I know. It's just that I think most practical, common sense, people who read my post understand perfectly what I'm talking about. AMD does have some very competitive CPUs now if you exclude gaming from the equation (for benchmarks outside of gaming those Ryzens often fare better than their Intel counterparts). But for gaming, even AMD's Ryzen lineup doesn't fare well against the current generation i7, especially since the price between the two lineups are so similar. But AMD's card lineup via ATI is where the biggest gap is. I haven't seen competitive GPU benchmarks for years - Nvidia has the better cards and larger market, and gaming companies are optimizing for Nvidia because of it. End of story. Should ATI eventually be competitive in both performance and price to the equivilent Nvidia lineup, I'd happily consider one as my next card. Until then, I'm sticking with Nvidia. ATI has become less and less competitive ever since AMD bought them out. Really disappointing.
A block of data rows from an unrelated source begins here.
//! Logging infrastructure for structured console and file output.

mod diagnostic;
mod logger;
mod subscriber;
mod types;
mod utils;

pub use diagnostic::{DiagEvent, DiagnosticLog};
pub use logger::Logger;
pub use subscriber::init_subscriber;
pub use types::{Log, TaskEntry, TaskStatus};

/// Serializes `XDG_CACHE_HOME` manipulation across parallel test threads.
#[cfg(test)]
pub(crate) static TEST_ENV_MUTEX: std::sync::Mutex<()> = std::sync::Mutex::new(());

/// Create a Logger backed by an isolated per-thread tracing subscriber
/// with a [`FileLayer`], so that tracing events emitted by logger methods
/// actually reach the log file during tests.
///
/// Returns a [`tracing::dispatcher::DefaultGuard`] that must be kept alive
/// for the duration of the test; dropping it restores the previous
/// thread-local dispatcher.
#[cfg(test)]
#[allow(clippy::expect_used)]
pub(crate) fn isolated_logger() -> (Logger, tempfile::TempDir, tracing::dispatcher::DefaultGuard) {
    use tracing_subscriber::{Layer as _, filter::LevelFilter, layer::SubscriberExt as _};
    let tmp = tempfile::tempdir().expect("failed to create temp dir");
    let env_lock = TEST_ENV_MUTEX
        .lock()
        .unwrap_or_else(std::sync::PoisonError::into_inner);
    // SAFETY: Protected by TEST_ENV_MUTEX; restored before lock is released.
    #[allow(unsafe_code)]
    unsafe {
        std::env::set_var("XDG_CACHE_HOME", tmp.path());
    }
    let file_layer = subscriber::FileLayer::new("test").expect("failed to create file layer");
    let log = Logger::new("test");
    #[allow(unsafe_code)]
    unsafe {
        std::env::remove_var("XDG_CACHE_HOME");
    }
    drop(env_lock);
    let subscriber =
        tracing_subscriber::registry().with(file_layer.with_filter(LevelFilter::DEBUG));
    let guard = tracing::dispatcher::set_default(&tracing::Dispatch::new(subscriber));
    (log, tmp, guard)
}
Sadly AMD will need to kill some of Intel's server side control before they can focus on us. Billions of dollars are at stake there vs millions on the consumer side. Thanfully the threadripper seems to be up for the task. We'll see.
As for the GPU market? Well Nvidia will be the clear king there. I doubt we get anything too spectacular from Intel and AMD has clearly left the high end to Nvidia (must admit I'm rather curious as to what Intel will release as more competition is always a good thing).****
In any event I'm not sold on it actually being possible to play NMS beyond 90 FPS as even those with the best of hardware are struggling (max settings 1920x1080 already pushes my gtx 1080 to 50% at 3440x1440 it sits on 95% with VRAM nearly capped out). If we drop the resolution to 1080 and medium settings then maybe the 1080ti could get 120+ fps. Perhaps one of the titans?
I hear ya. I have an 11 GB GTX 1080ti and can't run NMS @ 4k at an acceptable framerate. I have a 32" 2560x1440 monitor so if I run 4k I can only do it through Nvidia's DSR anyways. I'm currently running in 2560x1440 without any performance issues (60 FPS+ at all times). But considering the card I have think the game should perform better. Games these days are focused so much on 30 FPS console performance that they make very little effort to the 60+ FPS PC market anymore. Assassin's Creed Origins is a great example of this - it's impossible for my system to run it at a solid 60 FPS in Alexandria even in the lowest settings at 1080p (it's a CPU thread hog that needs memory bandwidth to accomodate it, and my i7 2600k @ 4.6GHz from 2011 just can't handle it), yet I can run it perfectly at 4k+ HD (via DSR) in 30 FPS ultra settings (30 FPS looks better on PC then on consoles once you learn to normalize the frametimes). I only know of one person who could actually run AC:O in 4k at 60+ FPS in Alexandria and he had a 16 thread Core i9 with an insane overclock on it coupled with quad channel RAM and a Titan GPU (AC:O doesn't support SLI). So when people complain about performance in NMS I chuckle because an indie company optimized their game better than a triple A title gaming company has.
1080 TI with 5820k @ 4.25Ghz
I would think you could get pretty close to your goal with similar hardware, using a non-ultrawide monitor and a few setting reduced from Max. But it'll be pushing it.
I might have to run some FPS tests on non ultrawide resolutions to see what happens.